Tronchetti si smarca dalla politica

Milano - La partita non è ancora conclusa, ma Marco Tronchetti Provera si potrebbe essere smarcato dalla trappola Telecom. La variabile fondamentale che gli gioca contro resta ora solo il «sistema». La mossa annunciata ieri sera è infatti decisamente «antisistema»: non è concordata con le banche, azioniste sia di Telecom sia della catena Pirelli-Olimpia, e tantomeno con la politica.

Tronchetti fa sapere ai suoi nemici e ai suoi scalpitanti azionisti che investitori strategici di primo piano internazionale sono disposti a pagare Telecom 2,9 euro: un premio forte rispetto alle quotazioni di Borsa. Dimostra dunque che il valore della quota di controllo non è stato eroso negli ultimi mesi. E che per comandare nelle tlc italiane si deve passare per Pirelli.

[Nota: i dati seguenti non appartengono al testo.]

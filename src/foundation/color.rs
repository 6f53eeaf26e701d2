use crate::foundation::error::{InkError, InkResult};
use std::fmt;
use std::str::FromStr;

/// Straight-alpha sRGB color used as a stroke base color.
///
/// `lighten` / `darken` operate in HSL and are deliberately asymmetric: lightening desaturates,
/// darkening saturates.
#[derive(Debug, Clone, Copy, PartialEq, serde::Serialize, serde::Deserialize)]
pub struct Color {
    /// Red channel.
    pub r: u8,
    /// Green channel.
    pub g: u8,
    /// Blue channel.
    pub b: u8,
    /// Alpha in `[0, 1]`.
    pub a: f64,
}

impl Color {
    /// Opaque color from RGB bytes.
    pub const fn rgb(r: u8, g: u8, b: u8) -> Self {
        Self { r, g, b, a: 1.0 }
    }

    /// Parse `#RGB`, `#RRGGBB`, `#RRGGBBAA`, `rgb(r, g, b)` or `rgba(r, g, b, a)`.
    pub fn parse(s: &str) -> InkResult<Self> {
        let s = s.trim();
        if let Some(hex) = s.strip_prefix('#') {
            return parse_hex(hex);
        }
        if s.starts_with("rgb") {
            return parse_rgb_fn(s);
        }
        Err(InkError::color(format!("unsupported color format \"{s}\"")))
    }

    /// Lighten by `percent` (0..=100): raises lightness toward 1 and reduces saturation.
    pub fn lighten(self, percent: f64) -> Self {
        let (h, s, l) = rgb_to_hsl(self.r, self.g, self.b);
        let new_s = (s * (1.0 - percent / 200.0)).max(0.0);
        let new_l = (l + (percent / 100.0) * (1.0 - l)).min(1.0);
        self.with_hsl(h, new_s, new_l)
    }

    /// Darken by `percent` (0..=100): scales lightness toward 0 and increases saturation.
    pub fn darken(self, percent: f64) -> Self {
        let (h, s, l) = rgb_to_hsl(self.r, self.g, self.b);
        let new_s = (s * (1.0 + percent / 200.0)).min(1.0);
        let new_l = (l * (1.0 - percent / 100.0)).max(0.0);
        self.with_hsl(h, new_s, new_l)
    }

    /// Channel-wise linear interpolation (alpha included).
    pub fn lerp(self, other: Self, t: f64) -> Self {
        let t = t.clamp(0.0, 1.0);
        let mix = |a: u8, b: u8| -> u8 {
            (f64::from(a) + (f64::from(b) - f64::from(a)) * t)
                .round()
                .clamp(0.0, 255.0) as u8
        };
        Self {
            r: mix(self.r, other.r),
            g: mix(self.g, other.g),
            b: mix(self.b, other.b),
            a: self.a + (other.a - self.a) * t,
        }
    }

    /// Straight-alpha RGBA8.
    pub fn to_rgba8(self) -> [u8; 4] {
        let a = (self.a.clamp(0.0, 1.0) * 255.0).round() as u8;
        [self.r, self.g, self.b, a]
    }

    /// Uppercase `#RRGGBB`.
    pub fn to_hex(self) -> String {
        format!("#{:02X}{:02X}{:02X}", self.r, self.g, self.b)
    }

    fn with_hsl(self, h: f64, s: f64, l: f64) -> Self {
        let (r, g, b) = hsl_to_rgb(h, s, l);
        Self { r, g, b, a: self.a }
    }
}

impl fmt::Display for Color {
    fn fmt(&self, f: &mut fmt::Formatter<'_>) -> fmt::Result {
        if self.a >= 1.0 {
            write!(f, "rgb({}, {}, {})", self.r, self.g, self.b)
        } else {
            write!(f, "rgba({}, {}, {}, {})", self.r, self.g, self.b, self.a)
        }
    }
}

impl FromStr for Color {
    type Err = InkError;

    fn from_str(s: &str) -> Result<Self, Self::Err> {
        Self::parse(s)
    }
}

fn parse_hex(s: &str) -> InkResult<Color> {
    fn hex_byte(pair: &str) -> InkResult<u8> {
        u8::from_str_radix(pair, 16)
            .map_err(|_| InkError::color(format!("invalid hex byte \"{pair}\"")))
    }

    if !s.is_ascii() {
        return Err(InkError::color("hex color must be ASCII"));
    }

    match s.len() {
        3 => {
            let mut out = [0u8; 3];
            for (i, c) in s.chars().enumerate() {
                let pair: String = [c, c].iter().collect();
                out[i] = hex_byte(&pair)?;
            }
            Ok(Color::rgb(out[0], out[1], out[2]))
        }
        6 => Ok(Color::rgb(
            hex_byte(&s[0..2])?,
            hex_byte(&s[2..4])?,
            hex_byte(&s[4..6])?,
        )),
        8 => Ok(Color {
            r: hex_byte(&s[0..2])?,
            g: hex_byte(&s[2..4])?,
            b: hex_byte(&s[4..6])?,
            a: f64::from(hex_byte(&s[6..8])?) / 255.0,
        }),
        _ => Err(InkError::color(
            "hex color must be #RGB, #RRGGBB or #RRGGBBAA (case-insensitive)",
        )),
    }
}

fn parse_rgb_fn(s: &str) -> InkResult<Color> {
    let open = s
        .find('(')
        .ok_or_else(|| InkError::color(format!("missing '(' in \"{s}\"")))?;
    let inner = s[open + 1..]
        .strip_suffix(')')
        .ok_or_else(|| InkError::color(format!("missing ')' in \"{s}\"")))?;

    let parts: Vec<&str> = inner
        .split([',', ' ', '/'])
        .map(str::trim)
        .filter(|p| !p.is_empty())
        .collect();
    if parts.len() != 3 && parts.len() != 4 {
        return Err(InkError::color(format!(
            "expected 3 or 4 components in \"{s}\""
        )));
    }

    let channel = |p: &str| -> InkResult<u8> {
        let v: f64 = p
            .parse()
            .map_err(|_| InkError::color(format!("invalid channel \"{p}\"")))?;
        Ok(v.round().clamp(0.0, 255.0) as u8)
    };
    let alpha = match parts.get(3) {
        Some(p) => p
            .parse::<f64>()
            .map_err(|_| InkError::color(format!("invalid alpha \"{p}\"")))?
            .clamp(0.0, 1.0),
        None => 1.0,
    };

    Ok(Color {
        r: channel(parts[0])?,
        g: channel(parts[1])?,
        b: channel(parts[2])?,
        a: alpha,
    })
}

fn rgb_to_hsl(r: u8, g: u8, b: u8) -> (f64, f64, f64) {
    let r = f64::from(r) / 255.0;
    let g = f64::from(g) / 255.0;
    let b = f64::from(b) / 255.0;

    let max = r.max(g).max(b);
    let min = r.min(g).min(b);
    let l = (max + min) / 2.0;

    if max == min {
        // achromatic
        return (0.0, 0.0, l);
    }

    let d = max - min;
    let s = if l > 0.5 {
        d / (2.0 - max - min)
    } else {
        d / (max + min)
    };
    let h = if max == r {
        (g - b) / d + if g < b { 6.0 } else { 0.0 }
    } else if max == g {
        (b - r) / d + 2.0
    } else {
        (r - g) / d + 4.0
    };
    (h / 6.0, s, l)
}

fn hsl_to_rgb(h: f64, s: f64, l: f64) -> (u8, u8, u8) {
    fn to_u8(x: f64) -> u8 {
        (x.clamp(0.0, 1.0) * 255.0).round() as u8
    }

    if s == 0.0 {
        let v = to_u8(l);
        return (v, v, v);
    }

    fn hue_to_rgb(p: f64, q: f64, mut t: f64) -> f64 {
        if t < 0.0 {
            t += 1.0;
        }
        if t > 1.0 {
            t -= 1.0;
        }
        if t < 1.0 / 6.0 {
            return p + (q - p) * 6.0 * t;
        }
        if t < 1.0 / 2.0 {
            return q;
        }
        if t < 2.0 / 3.0 {
            return p + (q - p) * (2.0 / 3.0 - t) * 6.0;
        }
        p
    }

    let q = if l < 0.5 {
        l * (1.0 + s)
    } else {
        l + s - l * s
    };
    let p = 2.0 * l - q;

    (
        to_u8(hue_to_rgb(p, q, h + 1.0 / 3.0)),
        to_u8(hue_to_rgb(p, q, h)),
        to_u8(hue_to_rgb(p, q, h - 1.0 / 3.0)),
    )
}

#[cfg(test)]
#[path = "../../tests/unit/foundation/color.rs"]
mod tests;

L’accordo americano è nel pieno stile di Tronchetti: fulmineo. In poche ore decise di vendere laboratori e uomini all’americana Corning, incassando un prezzo favoloso. E in poche ore ha deciso di comprare nel luglio del 2001 da Emilio Gnutti e Roberto Colaninno la quota di controllo di Olivetti-Telecom a un prezzo che si è poi rivelato anche in questo caso favoloso, ma a favore dei venditori. E ora rimette tutto in gioco e brillantemente si toglie dall’angolo in cui era.

Non è detto che Telecom finisca alla cordata americana. Quel che è certo è che Pirelli (e Benetton) hanno in mano un acquirente, e 2,7 miliardi di euro sul piatto, per togliere il disturbo. Chi volesse far parte del gioco da qui deve partire. Nonè dunque esclusa la via «di sistema», quella a cui stavano lavorando le banche. Ma il prezzo rispetto a una settimana fa è salito. «A questo punto - dice un banchiere vicino all’operazione contattato dal Giornale - la strada è aperta solo per un investitore strategico: 2,9 euro per azione non sono giustificabili per un investitore puramente finanziario. L’asta di Tronchetti è solo alla prima fase». La porta di ingresso per possibili alternative si chiama Mediobanca. Chiudendo nei mesi scorsi un accordo di prelazione con Olimpia, piazzetta Cuccia è ormai l’unico ostacolo finanziario al buon fine dell’operazione At&t-American Movil. Alberto Nagel e Renato Pagliaro, i due manager della banca d’affari milanese, possono esercitare la loro wild card, ma evidentemente solo se dietro a essi si configuri una cordata industriale e bancaria adeguata. Nelle settimane scorse infatti Mediobanca reputava 2,5 euro il prezzo pagabile a Tronchetti;menodunque dei 2,7 messi in campo da banca Intesa. L’accordo di sistema oggi sembra poter passare solo da un accordo con Mediobanca, che esercitando la propria prelazione, coaguli un’alternativa a quella già studiata da Tronchetti. Con il dettaglio non insignificante che oggi il prezzo è lievitato e di molto.

La politica è stata presa in contropiede. Ha cercato di metter in un angolo Tronchetti. Prima, questa estate, ostacolando l’accordo industriale con Murdoch, poi, quest’autunno, con il piano Rovati che sostanzialmente pubblicizzava la rete telefonica. Resta l’unico attore «di sistema» che potrebbe seriamente ostacolare la mossa di Tronchetti con un colpo di coda. Anche se solo pochi giorni fa dal Brasile, Romano Prodi diceva: «Telecom, nessuna preclusione agli stranieri».